Go through the records and report each line holding the string "indicators".
******************************
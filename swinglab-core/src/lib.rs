//! swinglab core — event-driven trading decision and order-lifecycle engine.
//!
//! - Domain types (bars, orders, positions, trades, OCO bracket groups)
//! - Indicator precompute (stochastic, Bollinger, ADX, Donchian) with a
//!   per-bar snapshot view
//! - Pure strategy policies mapping (position state, snapshot, bars) to
//!   actions, selected at construction
//! - Per-symbol order manager with single-outstanding-order discipline
//! - Bracket/OCO table resolved by group-id lookup
//! - Position-target reconciliation (backtest-pure and live drivers)
//! - Deterministic simulated broker and the bar-by-bar event loop

pub mod domain;
pub mod engine;
pub mod error;
pub mod indicators;
pub mod strategy;

pub use error::EngineError;

#[cfg(test)]
mod tests {
    use super::*;

    /// Compile-time check: types that cross thread boundaries are Send+Sync.
    #[allow(dead_code)]
    fn assert_send_sync() {
        fn require_send<T: Send>() {}
        fn require_sync<T: Sync>() {}

        require_send::<domain::Bar>();
        require_sync::<domain::Bar>();
        require_send::<domain::Order>();
        require_sync::<domain::Order>();
        require_send::<domain::Position>();
        require_sync::<domain::Position>();
        require_send::<domain::ClosedTrade>();
        require_sync::<domain::ClosedTrade>();

        require_send::<engine::BrokerEvent>();
        require_sync::<engine::BrokerEvent>();
        require_send::<engine::RunSummary>();
        require_sync::<engine::RunSummary>();

        require_send::<strategy::StochasticCrossover>();
        require_sync::<strategy::StochasticCrossover>();
        require_send::<strategy::BollingerAdxMeanReversion>();
        require_sync::<strategy::BollingerAdxMeanReversion>();

        require_send::<indicators::IndicatorValues>();
        require_sync::<indicators::IndicatorValues>();
    }

    /// Architecture contract: StrategyPolicy does NOT see orders or broker
    /// handles — `evaluate` takes bars, an indicator snapshot, and a bare
    /// position state. The type system enforces it; this test documents it.
    #[test]
    fn strategy_policy_sees_position_state_only() {
        fn _check_trait_object_builds(
            policy: &dyn strategy::StrategyPolicy,
            bars: &[domain::Bar],
            snapshot: &indicators::IndicatorSnapshot,
        ) -> strategy::Action {
            policy.evaluate(bars, 0, snapshot, strategy::PositionState::Flat)
        }
    }
}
******************************
(Answer):
pub mod indicators;
        require_send::<indicators::IndicatorValues>();
        require_sync::<indicators::IndicatorValues>();
            snapshot: &indicators::IndicatorSnapshot,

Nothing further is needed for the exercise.